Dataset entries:
━━━━━━━━━━━━━━━━━━━━
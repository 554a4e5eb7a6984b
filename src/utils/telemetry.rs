// Copyright (c) 2025 Kirky.X
//
// Licensed under the MIT License
// See LICENSE file in the project root for full license information.

use tracing_subscriber::{layer::SubscriberExt, util::SubscriberInitExt};

/// 初始化日志订阅器
///
/// 日志写入 stderr，stdout 留给命令输出
pub fn init_telemetry() {
    tracing_subscriber::registry()
        .with(
            tracing_subscriber::EnvFilter::try_from_default_env()
                .unwrap_or_else(|_| "info,puzzle_shelf=debug".into()),
        )
        .with(tracing_subscriber::fmt::layer().with_writer(std::io::stderr))
        .init();
}
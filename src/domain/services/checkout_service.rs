// Copyright (c) 2025 Kirky.X
//
// Licensed under the MIT License
// See LICENSE file in the project root for full license information.

use crate::domain::models::checkout::{NewCheckout, PuzzleCheckout, ReturnDetails};
use crate::domain::models::identity::UserIdentity;
use crate::domain::repositories::checkout_repository::CheckoutRepository;
use crate::domain::repositories::holder_repository::HolderRepository;
use crate::domain::repositories::puzzle_repository::{PuzzleRepository, RepositoryError};
use chrono::Utc;
use std::sync::Arc;
use thiserror::Error;
use tracing::info;

/// 借阅错误类型
#[derive(Error, Debug)]
pub enum CheckoutError {
    #[error("Checkout {0} not found")]
    NotFound(i32),
    #[error("Puzzle {0} not found")]
    PuzzleNotFound(i32),
    #[error("Checkout {0} has already been returned")]
    AlreadyReturned(i32),
    #[error("Puzzle {0} is still checked out")]
    AlreadyCheckedOut(i32),
    #[error("Repository error: {0}")]
    Repository(#[from] RepositoryError),
}

/// 借阅服务
///
/// 处理借出、归还与借阅历史查询
pub struct CheckoutService {
    puzzle_repo: Arc<dyn PuzzleRepository>,
    holder_repo: Arc<dyn HolderRepository>,
    checkout_repo: Arc<dyn CheckoutRepository>,
}

impl CheckoutService {
    pub fn new(
        puzzle_repo: Arc<dyn PuzzleRepository>,
        holder_repo: Arc<dyn HolderRepository>,
        checkout_repo: Arc<dyn CheckoutRepository>,
    ) -> Self {
        Self {
            puzzle_repo,
            holder_repo,
            checkout_repo,
        }
    }

    /// 将已有拼图借给调用方
    ///
    /// 拼图存在未归还的借阅记录时拒绝借出
    pub async fn checkout_puzzle(
        &self,
        puzzle_id: i32,
        identity: &UserIdentity,
    ) -> Result<PuzzleCheckout, CheckoutError> {
        if self.puzzle_repo.find_by_id(puzzle_id).await?.is_none() {
            return Err(CheckoutError::PuzzleNotFound(puzzle_id));
        }

        if self
            .checkout_repo
            .find_open_by_puzzle(puzzle_id)
            .await?
            .is_some()
        {
            return Err(CheckoutError::AlreadyCheckedOut(puzzle_id));
        }

        let holder = self.holder_repo.get_or_create(identity).await?;
        let checkout = self
            .checkout_repo
            .create(&NewCheckout {
                puzzle_id,
                holder_id: holder.id,
                checked_out_at: Utc::now(),
            })
            .await?;

        info!(
            checkout_id = checkout.id,
            "Puzzle {} checked out by {}", puzzle_id, holder.name
        );
        Ok(checkout)
    }

    /// 归还拼图
    ///
    /// 未提供完成耗时时，按借出到归还之间的小时数推算
    pub async fn return_puzzle(
        &self,
        checkout_id: i32,
        details: ReturnDetails,
    ) -> Result<PuzzleCheckout, CheckoutError> {
        let mut checkout = self
            .checkout_repo
            .find_by_id(checkout_id)
            .await?
            .ok_or(CheckoutError::NotFound(checkout_id))?;

        if !checkout.is_open() {
            return Err(CheckoutError::AlreadyReturned(checkout_id));
        }

        let returned_at = details.returned_at.unwrap_or_else(Utc::now);
        checkout.time_to_complete = details
            .time_to_complete
            .or_else(|| Some(checkout.hours_until(returned_at)));
        checkout.returned_at = Some(returned_at);
        if details.user_difficulty_rating.is_some() {
            checkout.user_difficulty_rating = details.user_difficulty_rating;
        }

        let updated = self.checkout_repo.update(&checkout).await?;
        info!(checkout_id, "Puzzle {} returned", updated.puzzle_id);
        Ok(updated)
    }

    /// 某盒拼图的借阅历史，最新的在前
    pub async fn history(&self, puzzle_id: i32) -> Result<Vec<PuzzleCheckout>, CheckoutError> {
        Ok(self.checkout_repo.find_by_puzzle(puzzle_id).await?)
    }

    /// 调用方当前未归还的借阅记录
    ///
    /// 身份尚未绑定借阅人时返回空列表
    pub async fn open_checkouts_for(
        &self,
        identity: &UserIdentity,
    ) -> Result<Vec<PuzzleCheckout>, CheckoutError> {
        match self.holder_repo.find_by_user_id(&identity.id).await? {
            Some(holder) => Ok(self.checkout_repo.find_open_by_holder(holder.id).await?),
            None => Ok(Vec::new()),
        }
    }
}

#[cfg(test)]
#[path = "checkout_service_test.rs"]
mod tests;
━━━━━━━━━━━━━━━━━━━━
EXERCISE:
Each entry above is to be repeated exactly as it appears.

RESULT OF THIS EXERCISE:
repository 554a4e5eb7a6984b
filename src/utils/telemetry.rs
// Copyright (c) 2025 Kirky.X
//
// Licensed under the MIT License
// See LICENSE file in the project root for full license information.

use tracing_subscriber::{layer::SubscriberExt, util::SubscriberInitExt};

/// 初始化日志订阅器
///
/// 日志写入 stderr，stdout 留给命令输出
pub fn init_telemetry() {
    tracing_subscriber::registry()
        .with(
            tracing_subscriber::EnvFilter::try_from_default_env()
                .unwrap_or_else(|_| "info,puzzle_shelf=debug".into()),
        )
        .with(tracing_subscriber::fmt::layer().with_writer(std::io::stderr))
        .init();
}
filename src/domain/services/checkout_service.rs
// Copyright (c) 2025 Kirky.X
//
// Licensed under the MIT License
// See LICENSE file in the project root for full license information.

use crate::domain::models::checkout::{NewCheckout, PuzzleCheckout, ReturnDetails};
use crate::domain::models::identity::UserIdentity;
use crate::domain::repositories::checkout_repository::CheckoutRepository;
use crate::domain::repositories::holder_repository::HolderRepository;
use crate::domain::repositories::puzzle_repository::{PuzzleRepository, RepositoryError};
use chrono::Utc;
use std::sync::Arc;
use thiserror::Error;
use tracing::info;

/// 借阅错误类型
#[derive(Error, Debug)]
pub enum CheckoutError {
    #[error("Checkout {0} not found")]
    NotFound(i32),
    #[error("Puzzle {0} not found")]
    PuzzleNotFound(i32),
    #[error("Checkout {0} has already been returned")]
    AlreadyReturned(i32),
    #[error("Puzzle {0} is still checked out")]
    AlreadyCheckedOut(i32),
    #[error("Repository error: {0}")]
    Repository(#[from] RepositoryError),
}

/// 借阅服务
///
/// 处理借出、归还与借阅历史查询
pub struct CheckoutService {
    puzzle_repo: Arc<dyn PuzzleRepository>,
    holder_repo: Arc<dyn HolderRepository>,
    checkout_repo: Arc<dyn CheckoutRepository>,
}

impl CheckoutService {
    pub fn new(
        puzzle_repo: Arc<dyn PuzzleRepository>,
        holder_repo: Arc<dyn HolderRepository>,
        checkout_repo: Arc<dyn CheckoutRepository>,
    ) -> Self {
        Self {
            puzzle_repo,
            holder_repo,
            checkout_repo,
        }
    }

    /// 将已有拼图借给调用方
    ///
    /// 拼图存在未归还的借阅记录时拒绝借出
    pub async fn checkout_puzzle(
        &self,
        puzzle_id: i32,
        identity: &UserIdentity,
    ) -> Result<PuzzleCheckout, CheckoutError> {
        if self.puzzle_repo.find_by_id(puzzle_id).await?.is_none() {
            return Err(CheckoutError::PuzzleNotFound(puzzle_id));
        }

        if self
            .checkout_repo
            .find_open_by_puzzle(puzzle_id)
            .await?
            .is_some()
        {
            return Err(CheckoutError::AlreadyCheckedOut(puzzle_id));
        }

        let holder = self.holder_repo.get_or_create(identity).await?;
        let checkout = self
            .checkout_repo
            .create(&NewCheckout {
                puzzle_id,
                holder_id: holder.id,
                checked_out_at: Utc::now(),
            })
            .await?;

        info!(
            checkout_id = checkout.id,
            "Puzzle {} checked out by {}", puzzle_id, holder.name
        );
        Ok(checkout)
    }

    /// 归还拼图
    ///
    /// 未提供完成耗时时，按借出到归还之间的小时数推算
    pub async fn return_puzzle(
        &self,
        checkout_id: i32,
        details: ReturnDetails,
    ) -> Result<PuzzleCheckout, CheckoutError> {
        let mut checkout = self
            .checkout_repo
            .find_by_id(checkout_id)
            .await?
            .ok_or(CheckoutError::NotFound(checkout_id))?;

        if !checkout.is_open() {
            return Err(CheckoutError::AlreadyReturned(checkout_id));
        }

        let returned_at = details.returned_at.unwrap_or_else(Utc::now);
        checkout.time_to_complete = details
            .time_to_complete
            .or_else(|| Some(checkout.hours_until(returned_at)));
        checkout.returned_at = Some(returned_at);
        if details.user_difficulty_rating.is_some() {
            checkout.user_difficulty_rating = details.user_difficulty_rating;
        }

        let updated = self.checkout_repo.update(&checkout).await?;
        info!(checkout_id, "Puzzle {} returned", updated.puzzle_id);
        Ok(updated)
    }

    /// 某盒拼图的借阅历史，最新的在前
    pub async fn history(&self, puzzle_id: i32) -> Result<Vec<PuzzleCheckout>, CheckoutError> {
        Ok(self.checkout_repo.find_by_puzzle(puzzle_id).await?)
    }

    /// 调用方当前未归还的借阅记录
    ///
    /// 身份尚未绑定借阅人时返回空列表
    pub async fn open_checkouts_for(
        &self,
        identity: &UserIdentity,
    ) -> Result<Vec<PuzzleCheckout>, CheckoutError> {
        match self.holder_repo.find_by_user_id(&identity.id).await? {
            Some(holder) => Ok(self.checkout_repo.find_open_by_holder(holder.id).await?),
            None => Ok(Vec::new()),
        }
    }
}

#[cfg(test)]
#[path = "checkout_service_test.rs"]
mod tests;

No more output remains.